Economia

Escolas de Campo elevam ajuda no combate à seca

Domingos Mucuta | Lubango

Jornalista

Duzentas e vinte e cinco Escolas de Campo de Agricultores (ECA) são instaladas, até Dezembro de 2023, nas zonas rurais das províncias da Huíla, Cunene e Namíbe, para potenciar cerca de 7800 camponeses com técnicas agrícolas e pecuárias modernas, como resposta aos efeitos da seca no Sul de Angola.

06/05/2022  Última atualização 08H30
Agricultores do Sul de Angola absorvem técnicas para manterem a produção em ambiente adverso © Fotografia por: DR

Os dados foram avançados,quinta-feira(06), no Lubango, pelo coordenador nacional do Projecto de Fortalecimento da Resiliência e da Segurança Alimentar e Nutricional no Sul de Angola (FRESAN) e pelo Fundo das Nações Unidas para Alimentação e Agricultura (FAO), na Huíla.

Fretson Paulo adiantou que a instalação das Escolas de Campo de Agricultores visa ensinar os camponeses das zonas afectadas pela seca, no Sul de Angola, técnicas eficientes e sustentáveis de cultivo de cereais, horticultura, fruticultura, criação de animais de pequeno porte e replicar os conhecimentos para outros membros das comunidades.

O primeiro modelo de Escola de Campo de Agricultores, apresentado, esta semana, à embaixadora da União Europeia em Angola, Jeanneth Seppen, e à representante da FAO, Gherda Barreto, foi instalado numa área de dois hectares, na comuna do Jau, município da Chibia, contemplando 10 espaços de ensaio agrícola.

A instalação das escolas figura entre as acções do Programa de Fortalecimento da Segurança Alimentar e Nutricional no Sul de Angola (FRESAN), financiado pela União Europeia, no montante de 65 milhões de Euros, e aplicado em acções de redução da  fome, pobreza e vulnerabilidade das comunidades afectadas pela seca.

Fretson Paulo sublinhou que a província da Huíla beneficia, no total, de 75 Escolas de Campo nos municípios da Chibia, Gambos, Chicomba, Cuvango e Chipindo, onde vão ser desenvolvidas técnicas de agricultura de irrigação gota a gota, avicultura, fruticultura e horticultura, visando o aumento da produção.

"Este modelo instalado no Jau congrega senhoras que recorriam à cozinha comunitária da comuna em busca de alimentos.

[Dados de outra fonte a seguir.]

//! Game core: the event bus, the chapter state machine and the session loop.
//!
//! This module contains:
//! - The bounded event bus between sensing and the chapter machine
//! - Challenge patterns and the single-chapter state machine
//! - The built-in story and difficulty tables
//! - The session controller that drives one tick at a time

pub mod bus;
pub mod chapter;
pub mod difficulty;
pub mod feedback;
pub mod menu;
pub mod pattern;
pub mod session;
pub mod story;

// Re-export commonly used types
pub use bus::{EventBus, DEFAULT_BUS_CAPACITY};
pub use chapter::{
    Budget, ChallengeSpec, ChapterId, ChapterMachine, ChapterSpec, ChapterState, Hint, Outcome,
    Phase, Step,
};
pub use difficulty::{Difficulty, DifficultyProfile, DifficultyTable, HintVerbosity};
pub use feedback::{feedback_for, Color, Cue, Feedback, FeedbackConfig};
pub use menu::{Cursor, EntryStep, InitialsEntry};
pub use pattern::{EventPredicate, Pattern, Progress, Verdict};
pub use session::{SessionController, SessionPhase};
pub use story::{ChapterSource, FogStory};
//! Session controller: the top-level cooperative loop.
//!
//! One tick, in fixed order:
//! 1. poll the input device and read the sensor (same instant),
//! 2. publish input events, then the gesture, onto the bus,
//! 3. drain the bus into the active consumer (menu, chapter machine, initials),
//! 4. run the chapter machine's deadline checks,
//! 5. dispatch queued indicator feedback and re-render if anything changed.
//!
//! A transition in step 3 (menu commit, chapter outcome, initials confirmed)
//! discards the rest of that tick's events, so no input crosses into the new
//! chapter or screen.
//!
//! The controller owns every piece of mutable state, including the single
//! [`ChapterMachine`]; chapter tables are fetched from the [`ChapterSource`]
//! one at a time.

use crate::config::Config;
use crate::core::bus::EventBus;
use crate::core::chapter::{ChapterId, ChapterMachine, Outcome, Step};
use crate::core::difficulty::Difficulty;
use crate::core::feedback::{Cue, Feedback};
use crate::core::menu::{is_commit, Cursor, EntryStep, InitialsEntry};
use crate::core::story::ChapterSource;
use crate::device::{Clock, Peripherals};
use crate::report::SessionReport;
use crate::scores::{format_time, ScoreKeeper};
use crate::sensing::filter::{CalibrationError, CalibrationReport, SignalFilter};
use crate::sensing::gesture::GestureClassifier;
use crate::sensing::input::InputAggregator;
use crate::sensing::types::{GestureEvent, TimedEvent};
use std::sync::atomic::{AtomicBool, Ordering};
use std::time::Duration;
use tracing::{debug, error, info, warn};

#[derive(Debug, Clone, Copy, PartialEq, Eq)]
pub enum SessionPhase {
    Calibrating,
    SelectingDifficulty,
    Playing,
    EnteringInitials,
    /// "Do you want to restart": Yes returns to the difficulty menu.
    PlayAgain,
    Finished,
}

/// Answers on the play-again screen, in cursor order.
const PLAY_AGAIN: [&str; 2] = ["Yes", "No"];

/// Shortest scheduling tick the run loop sleeps for.
const MIN_TICK: Duration = Duration::from_millis(1);

/// A completion waiting for the player's initials.
#[derive(Debug, Clone, Copy)]
struct PendingScore {
    seconds: u64,
    rank: u8,
}

pub struct SessionController {
    config: Config,
    peripherals: Peripherals,
    clock: Box<dyn Clock>,
    filter: SignalFilter,
    classifier: GestureClassifier,
    aggregator: InputAggregator,
    bus: EventBus,
    story: Box<dyn ChapterSource>,
    scores: Option<Box<dyn ScoreKeeper>>,

    phase: SessionPhase,
    difficulty: Option<Difficulty>,
    menu: Cursor,
    play_again: Cursor,
    machine: Option<ChapterMachine>,
    entry: Option<InitialsEntry>,
    pending_score: Option<PendingScore>,
    session_started: Option<Duration>,

    notice: Option<String>,
    last_countdown: Option<u64>,
    cues: Vec<Cue>,
    dirty: bool,
    transitioned: bool,

    outcomes: Vec<Outcome>,
    report: SessionReport,
    /// Reports of earlier plays in this power cycle.
    completed: Vec<SessionReport>,
}
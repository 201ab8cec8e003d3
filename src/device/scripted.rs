//! Scripted peripherals for replays and tests.
//!
//! A [`Script`] is a time-ordered list of level changes: accelerometer
//! readings, button presses/releases, encoder turns and injected sensor
//! faults. Levels hold until the next change, like the real hardware. Scripts
//! are written as JSON lines:
//!
//! ```text
//! {"at_ms": 0,    "accel": [0.0, 0.0, 9.8]}
//! {"at_ms": 1500, "press": "right"}
//! {"at_ms": 1600, "release": "right"}
//! {"at_ms": 2000, "rotate": 1}
//! {"at_ms": 2500, "fault": 3}
//! ```

use super::{Clock, Display, Indicator, InputDevice, SensorDriver, SensorFault};
use crate::core::feedback::Color;
use crate::sensing::types::{ButtonId, InputSnapshot, RawSample};
use serde::{Deserialize, Serialize};
use std::cell::RefCell;
use std::collections::VecDeque;
use std::path::Path;
use std::rc::Rc;
use std::time::Duration;

/// Device at rest, flat on a table.
pub const REST: RawSample = RawSample {
    x: 0.0,
    y: 0.0,
    z: 9.8,
};

#[derive(Debug, Clone, Copy, PartialEq, Serialize, Deserialize)]
#[serde(rename_all = "lowercase")]
pub enum ScriptAction {
    Accel([f32; 3]),
    Press(ButtonId),
    Release(ButtonId),
    /// Raw encoder pulses, signed.
    Rotate(i32),
    /// The next `n` sensor reads fail.
    Fault(u32),
}

#[derive(Debug, Clone, Copy, PartialEq, Serialize, Deserialize)]
pub struct ScriptStep {
    pub at_ms: u64,
    #[serde(flatten)]
    pub action: ScriptAction,
}

#[derive(Debug)]
pub enum ScriptError {
    IoError(String),
    ParseError { line: usize, message: String },
}

impl std::fmt::Display for ScriptError {
    fn fmt(&self, f: &mut std::fmt::Formatter<'_>) -> std::fmt::Result {
        match self {
            ScriptError::IoError(e) => write!(f, "IO error: {e}"),
            ScriptError::ParseError { line, message } => {
                write!(f, "Parse error on line {line}: {message}")
            }
        }
    }
}

impl std::error::Error for ScriptError {}

/// Time-ordered input script.
#[derive(Debug, Clone, Default, PartialEq)]
pub struct Script {
    steps: Vec<ScriptStep>,
}

impl Script {
    pub fn new() -> Self {
        Self::default()
    }

    /// Parse JSON lines. Blank lines and lines starting with `#` are skipped.
    pub fn parse(content: &str) -> Result<Self, ScriptError> {
        let mut script = Script::new();
        for (i, line) in content.lines().enumerate() {
            let line = line.trim();
            if line.is_empty() || line.starts_with('#') {
                continue;
            }
            let step: ScriptStep =
                serde_json::from_str(line).map_err(|e| ScriptError::ParseError {
                    line: i + 1,
                    message: e.to_string(),
                })?;
            script.steps.push(step);
        }
        script.sort();
        Ok(script)
    }

    pub fn load(path: &Path) -> Result<Self, ScriptError> {
        let content =
            std::fs::read_to_string(path).map_err(|e| ScriptError::IoError(e.to_string()))?;
        Self::parse(&content)
    }

    pub fn to_json_lines(&self) -> Result<String, ScriptError> {
        let mut out = String::new();
        for step in &self.steps {
            let line = serde_json::to_string(step).map_err(|e| ScriptError::ParseError {
                line: 0,
                message: e.to_string(),
            })?;
            out.push_str(&line);
            out.push('\n');
        }
        Ok(out)
    }

    pub fn steps(&self) -> &[ScriptStep] {
        &self.steps
    }

    /// Time of the last step.
    pub fn duration(&self) -> Duration {
        Duration::from_millis(self.steps.last().map_or(0, |s| s.at_ms))
    }

    fn sort(&mut self) {
        self.steps.sort_by_key(|s| s.at_ms);
    }

    pub fn push(mut self, at_ms: u64, action: ScriptAction) -> Self {
        self.steps.push(ScriptStep { at_ms, action });
        self.sort();
        self
    }

    pub fn accel(self, at_ms: u64, x: f32, y: f32, z: f32) -> Self {
        self.push(at_ms, ScriptAction::Accel([x, y, z]))
    }

    /// Press at `at_ms`, release `hold_ms` later.
    pub fn click(self, at_ms: u64, button: ButtonId, hold_ms: u64) -> Self {
        self.push(at_ms, ScriptAction::Press(button))
            .push(at_ms + hold_ms, ScriptAction::Release(button))
    }

    pub fn press(self, at_ms: u64, button: ButtonId) -> Self {
        self.push(at_ms, ScriptAction::Press(button))
    }

    pub fn release(self, at_ms: u64, button: ButtonId) -> Self {
        self.push(at_ms, ScriptAction::Release(button))
    }

    pub fn rotate(self, at_ms: u64, pulses: i32) -> Self {
        self.push(at_ms, ScriptAction::Rotate(pulses))
    }

    pub fn fault(self, at_ms: u64, reads: u32) -> Self {
        self.push(at_ms, ScriptAction::Fault(reads))
    }
}

#[derive(Debug)]
struct BoardState {
    pending: VecDeque<ScriptStep>,
    accel: RawSample,
    inputs: InputSnapshot,
    faults: u32,
}

impl BoardState {
    /// Apply every step due at or before `now`.
    fn catch_up(&mut self, now: Duration) {
        let now_ms = now.as_millis() as u64;
        while self.pending.front().is_some_and(|s| s.at_ms <= now_ms) {
            let Some(step) = self.pending.pop_front() else {
                break;
            };
            match step.action {
                ScriptAction::Accel([x, y, z]) => self.accel = RawSample::new(x, y, z),
                ScriptAction::Press(button) => self.set(button, true),
                ScriptAction::Release(button) => self.set(button, false),
                ScriptAction::Rotate(pulses) => {
                    self.inputs.encoder_position = self.inputs.encoder_position.wrapping_add(pulses)
                }
                ScriptAction::Fault(reads) => self.faults += reads,
            }
        }
    }

    fn set(&mut self, button: ButtonId, down: bool) {
        match button {
            ButtonId::Left => self.inputs.left = down,
            ButtonId::Right => self.inputs.right = down,
            ButtonId::Encoder => self.inputs.encoder_button = down,
        }
    }
}

/// Replays a [`Script`] against a shared clock.
#[derive(Clone)]
pub struct ScriptedBoard {
    clock: Rc<dyn Clock>,
    state: Rc<RefCell<BoardState>>,
}

impl ScriptedBoard {
    pub fn new(script: Script, clock: Rc<dyn Clock>) -> Self {
        let state = BoardState {
            pending: script.steps.into(),
            accel: REST,
            inputs: InputSnapshot::default(),
            faults: 0,
        };
        Self {
            clock,
            state: Rc::new(RefCell::new(state)),
        }
    }

    pub fn sensor(&self) -> ScriptedSensor {
        ScriptedSensor(self.clone())
    }

    pub fn input(&self) -> ScriptedInput {
        ScriptedInput(self.clone())
    }

    /// Every step has been applied.
    pub fn is_finished(&self) -> bool {
        self.state.borrow().pending.is_empty()
    }

    fn with_state<T>(&self, f: impl FnOnce(&mut BoardState) -> T) -> T {
        let mut state = self.state.borrow_mut();
        state.catch_up(self.clock.now());
        f(&mut state)
    }
}

pub struct ScriptedSensor(ScriptedBoard);

impl SensorDriver for ScriptedSensor {
    fn read(&mut self) -> Result<RawSample, SensorFault> {
        self.0.with_state(|state| {
            if state.faults > 0 {
                state.faults -= 1;
                return Err(SensorFault::Bus("scripted fault".to_string()));
            }
            Ok(state.accel)
        })
    }
}

pub struct ScriptedInput(ScriptedBoard);

impl InputDevice for ScriptedInput {
    fn snapshot(&mut self) -> InputSnapshot {
        self.0.with_state(|state| state.inputs)
    }
}

/// One rendered display frame.
#[derive(Debug, Clone, PartialEq, Eq)]
pub struct Frame {
    pub lines: Vec<String>,
    pub prompt: Option<String>,
}

impl Frame {
    pub fn contains(&self, text: &str) -> bool {
        self.lines.iter().any(|l| l.contains(text))
            || self.prompt.as_deref().is_some_and(|p| p.contains(text))
    }
}

/// Display that keeps every frame. Clones share the record.
#[derive(Debug, Clone, Default)]
pub struct RecordingDisplay {
    frames: Rc<RefCell<Vec<Frame>>>,
}

impl RecordingDisplay {
    pub fn new() -> Self {
        Self::default()
    }

    pub fn frames(&self) -> Vec<Frame> {
        self.frames.borrow().clone()
    }

    pub fn last(&self) -> Option<Frame> {
        self.frames.borrow().last().cloned()
    }

    pub fn shown(&self, text: &str) -> bool {
        self.frames.borrow().iter().any(|f| f.contains(text))
    }
}

impl Display for RecordingDisplay {
    fn render(&mut self, lines: &[String], prompt: Option<&str>) {
        self.frames.borrow_mut().push(Frame {
            lines: lines.to_vec(),
            prompt: prompt.map(str::to_string),
        });
    }
}

/// Indicator that keeps every `show` call. Clones share the record.
#[derive(Debug, Clone, Default)]
pub struct RecordingIndicator {
    shows: Rc<RefCell<Vec<(Color, Duration)>>>,
}

impl RecordingIndicator {
    pub fn new() -> Self {
        Self::default()
    }

    pub fn shows(&self) -> Vec<(Color, Duration)> {
        self.shows.borrow().clone()
    }

    pub fn colors(&self) -> Vec<Color> {
        self.shows.borrow().iter().map(|(c, _)| *c).collect()
    }
}

impl Indicator for RecordingIndicator {
    fn show(&mut self, color: Color, duration: Duration) {
        self.shows.borrow_mut().push((color, duration));
    }
}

Aproveitamos a presença delas para ensiná-las a preparar e a praticar culturas diversas. A ideia é que aprendam e repliquem os conhecidos nas suas comunidades”, disse, notando que as escolas estão a ser instaladas perto de pontos de água já implantados.

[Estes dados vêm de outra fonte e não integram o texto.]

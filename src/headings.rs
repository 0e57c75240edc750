//! The `headings` command: lists the source headings with the zero-based
//! column indices that identity keys and mappings refer to.

use anyhow::Result;
use log::info;

use crate::{cli::HeadingsArgs, source, table};

pub fn execute(args: &HeadingsArgs) -> Result<()> {
    let (source, _) = source::load_from_args(&args.source)?;
    if source.original_headings.is_empty() {
        info!("{:?} has no rows to take headings from", args.source.input);
        return Ok(());
    }

    let rows = source
        .original_headings
        .iter()
        .enumerate()
        .map(|(idx, heading)| {
            let sample = source
                .rows
                .iter()
                .filter_map(|row| row.get(idx))
                .find(|cell| !cell.is_empty())
                .cloned()
                .unwrap_or_default();
            vec![idx.to_string(), heading.clone(), sample]
        })
        .collect::<Vec<_>>();
    let headers = vec![
        "column".to_string(),
        "heading".to_string(),
        "sample".to_string(),
    ];
    table::print_table(&headers, &rows);
    info!(
        "Listed {} heading(s) from {:?}",
        rows.len(),
        args.source.input
    );
    Ok(())
}
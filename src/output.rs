//! Output table construction.
//!
//! [`build_rows()`] performs a full rebuild: identity values are grouped for
//! every key in the mapping store, one output row is emitted per distinct
//! identity value, and every mapped output column is reduced with its
//! heading's aggregation type. Nothing is patched incrementally.

use log::{debug, warn};

use crate::{
    aggregate::{self, ValueSet},
    grouping::IdentityGrouper,
    mapping::{Heading, Mappings},
};

/// One aggregated record. Cell 0 is the identity value; later cells are the
/// reduced values, `None` where nothing was produced.
pub type OutputRow = Vec<Option<String>>;

#[derive(Debug, Clone, PartialEq, Eq)]
pub struct OutputTable {
    pub headings: Vec<Heading>,
    pub mappings: Mappings,
    pub data: Vec<OutputRow>,
}

impl Default for OutputTable {
    fn default() -> Self {
        Self {
            headings: vec![Heading::default()],
            mappings: Mappings::new(),
            data: Vec::new(),
        }
    }
}

impl OutputTable {
    /// Recomputes `data` from `rows` and the current headings and mappings.
    pub fn rebuild(&mut self, rows: &[Vec<String>]) {
        self.data = build_rows(rows, &self.headings, &self.mappings);
    }

    /// Heading labels followed by the data rows, with absent labels and cells
    /// rendered as empty strings.
    pub fn to_export_rows(&self) -> Vec<Vec<String>> {
        let mut rows: Vec<Vec<String>> = Vec::with_capacity(self.data.len() + 1);
        rows.push(
            self.headings
                .iter()
                .map(|heading| heading.label_or_empty().to_string())
                .collect(),
        );
        rows.extend(
            self.data
                .iter()
                .map(|row| row.iter().map(|cell| cell.clone().unwrap_or_default()).collect()),
        );
        rows
    }
}

pub fn build_rows(rows: &[Vec<String>], headings: &[Heading], mappings: &Mappings) -> Vec<OutputRow> {
    let grouper = IdentityGrouper::group_all(rows, mappings);
    let mut data: Vec<OutputRow> = grouper
        .identity_values()
        .iter()
        .map(|value| vec![Some(value.clone())])
        .collect();

    for (column, heading) in headings.iter().enumerate().skip(1) {
        if !heading.kind.is_known() {
            warn!(
                "Unknown aggregation type '{}' for output column {column}; leaving it empty",
                heading.kind
            );
        }
        for (identity, output_row) in grouper.identity_values().iter().zip(data.iter_mut()) {
            let values = collect_values(rows, mappings, &grouper, identity, column);
            output_row.push(aggregate::reduce(&values, &heading.kind));
        }
    }

    debug!(
        "Rebuilt {} output row(s) across {} column(s) from {} source row(s)",
        data.len(),
        headings.len(),
        rows.len()
    );
    data
}

/// Non-empty source cells feeding `column` for the rows grouped under
/// `identity`, across every identity key.
fn collect_values(
    rows: &[Vec<String>],
    mappings: &Mappings,
    grouper: &IdentityGrouper,
    identity: &str,
    column: usize,
) -> ValueSet {
    let mut values = ValueSet::new();
    for (&key, entry) in mappings {
        let sources = entry.sources(column);
        if sources.is_empty() {
            continue;
        }
        let bucket = grouper.rows_for(key, identity);
        for &source_column in sources {
            for &row_idx in bucket {
                if let Some(cell) = rows[row_idx].get(source_column)
                    && !cell.is_empty()
                {
                    values.insert(cell.clone());
                }
            }
        }
    }
    values
}

/// File name used when exporting the output for `input_name`.
pub fn export_file_name(input_name: &str) -> String {
    if input_name.ends_with(".csv") {
        format!("mare-{input_name}")
    } else {
        format!("mare-{input_name}.csv")
    }
}

#[cfg(test)]
mod tests {
    use super::*;
    use crate::{aggregate::AggregationType, mapping::MappingEntry};

    fn rows(data: &[&[&str]]) -> Vec<Vec<String>> {
        data.iter()
            .map(|row| row.iter().map(|cell| cell.to_string()).collect())
            .collect()
    }

    fn headings(kinds: &[AggregationType]) -> Vec<Heading> {
        std::iter::once(Heading::default())
            .chain(kinds.iter().cloned().map(|kind| Heading { kind, label: None }))
            .collect()
    }

    #[test]
    fn build_rows_collects_sources_for_every_identity() {
        let data = rows(&[&["1", "10", "x"], &["1", "20", "y"], &["2", "5", ""]]);
        let mut mappings = Mappings::new();
        mappings.insert(0, MappingEntry::from_slots(vec![None, Some(vec![1, 2])]));

        let output = build_rows(&data, &headings(&[AggregationType::DistinctValues]), &mappings);
        assert_eq!(
            output,
            vec![
                vec![Some("1".to_string()), Some("10; 20; x; y".to_string())],
                vec![Some("2".to_string()), Some("5".to_string())],
            ]
        );
    }

    #[test]
    fn build_rows_without_mappings_is_empty() {
        let data = rows(&[&["1", "a"]]);
        let output = build_rows(&data, &headings(&[AggregationType::DistinctCount]), &Mappings::new());
        assert!(output.is_empty());
    }

    #[test]
    fn unknown_type_leaves_cells_empty() {
        let data = rows(&[&["k", "v"]]);
        let mut mappings = Mappings::new();
        mappings.insert(0, MappingEntry::from_slots(vec![None, Some(vec![1])]));
        let kinds = [AggregationType::Unknown("Median".into())];
        let output = build_rows(&data, &headings(&kinds), &mappings);
        assert_eq!(output, vec![vec![Some("k".to_string()), None]]);
    }

    #[test]
    fn export_rows_start_with_labels() {
        let mut table = OutputTable::default();
        table.headings[0].label = Some("Id".into());
        table.headings.push(Heading::default());
        table.data = vec![vec![Some("1".into()), None]];
        assert_eq!(
            table.to_export_rows(),
            vec![
                vec!["Id".to_string(), String::new()],
                vec!["1".to_string(), String::new()],
            ]
        );
    }

    #[test]
    fn export_file_name_appends_csv_extension_once() {
        assert_eq!(export_file_name("orders.csv"), "mare-orders.csv");
        assert_eq!(export_file_name("orders.xlsx"), "mare-orders.xlsx.csv");
    }
}
//! The `reshape` command: ingest a CSV file, apply a mapping preset and write
//! the rebuilt output table.

use std::path::PathBuf;

use anyhow::{Context, Result, anyhow};
use log::info;

use crate::{
    cli::ReshapeArgs,
    engine::MappingEngine,
    io_utils,
    output::export_file_name,
    preset::{MappingPreset, PresetLibrary},
    source, table,
};

pub fn execute(args: &ReshapeArgs) -> Result<()> {
    let preset = resolve_preset(args)?;
    let (source, delimiter) = source::load_from_args(&args.source)?;

    let mut engine = MappingEngine::with_source(source);
    engine.load_preset(preset);
    let output = engine.output();
    info!(
        "Reshaped {} source row(s) into {} output row(s) across {} column(s)",
        engine.source().row_count(),
        output.data.len(),
        output.headings.len()
    );

    if args.table {
        table::print_output(engine.output());
        return Ok(());
    }

    let output_path = resolve_output_path(args)?;
    let output_delimiter =
        io_utils::resolve_output_delimiter(output_path.as_deref(), args.output_delimiter, delimiter);
    let mut writer = io_utils::open_csv_writer(output_path.as_deref(), output_delimiter)?;
    io_utils::write_rows(&mut writer, &engine.export_rows())?;
    info!(
        "Wrote output to {} (delimiter '{}')",
        output_path
            .as_ref()
            .map(|p| format!("{p:?}"))
            .unwrap_or_else(|| "stdout".into()),
        crate::printable_delimiter(output_delimiter)
    );
    Ok(())
}

fn resolve_preset(args: &ReshapeArgs) -> Result<MappingPreset> {
    match (&args.mapping, &args.library, &args.preset) {
        (Some(path), _, _) => MappingPreset::load_json(path),
        (None, Some(library_path), Some(name)) => {
            let library = PresetLibrary::load(library_path)?;
            library.require(name, library_path).cloned()
        }
        _ => Err(anyhow!(
            "Provide a mapping file with --mapping or a stored preset with --library and --preset"
        )),
    }
}

fn resolve_output_path(args: &ReshapeArgs) -> Result<Option<PathBuf>> {
    if !args.auto_output {
        return Ok(args.output.clone());
    }
    let input = &args.source.input;
    if io_utils::is_dash(input) {
        return Err(anyhow!("--auto-output requires an input file path, not stdin"));
    }
    let file_name = input
        .file_name()
        .and_then(|name| name.to_str())
        .with_context(|| format!("Input path {input:?} has no usable file name"))?;
    Ok(Some(input.with_file_name(export_file_name(file_name))))
}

A embaixadora da União Europeia em Angola, Jeanneth Seppen, sublinhou a parceria com o Governo angolano para mitigar os efeitos da seca nas províncias da Huíla, Cunene e Namíbe e contribuir para o combate à fome e à pobreza.

"Esta escola é um exemplo do que vai acontecer em outras localidade, através de ensino e aprendizagem. É com este tipo de projecto que tentamos, juntos, dar uma resposta à calamidade e ao desafio da seca e do combate à pobreza”, afirmou.

A representante do Fundo das Nações Unidas para a Alimentação e Agricultura (FAO) em Angola, Gherda Barreto, considerou que a Escola de Campo "Mulher Jau”, passa a ser uma referência, porque usa a estratégia de Chitaca, um modelo integrado entre agricultura e pecuária.

"É um trabalho que mostra a efectividade pela integração de brigadas comunitárias e técnico agrícola. Esta escola envolve a participação da administração na gestão de terra e acesso à água mais como desafio de segurança alimentar nutricional da comunidade em situação de seca”.

"A segurança alimentar e nutricional vai assegurar o acesso ao produtos e consumo apropriados dos bens disponíveis e a estabilidade de produção. É uma grande alegria transformar um lugar que estava vazio, em local verdejante, com participação de 37 mulheres”, disse.

O administrador municipal da Chibia defendeu a iniciativa, por elevar o rendimento "per capita” da mulher no terreno. Sérgio da Cunha Velho disse que a administração municipal está disponível para ajudar e disponibilizar mais espaços para a instalação de escolas de campo.

"O projecto de escola de campo de agricultores é bem-vindo, mas, se for possível aumentar espaços para a produção seria melhor”, afirmou.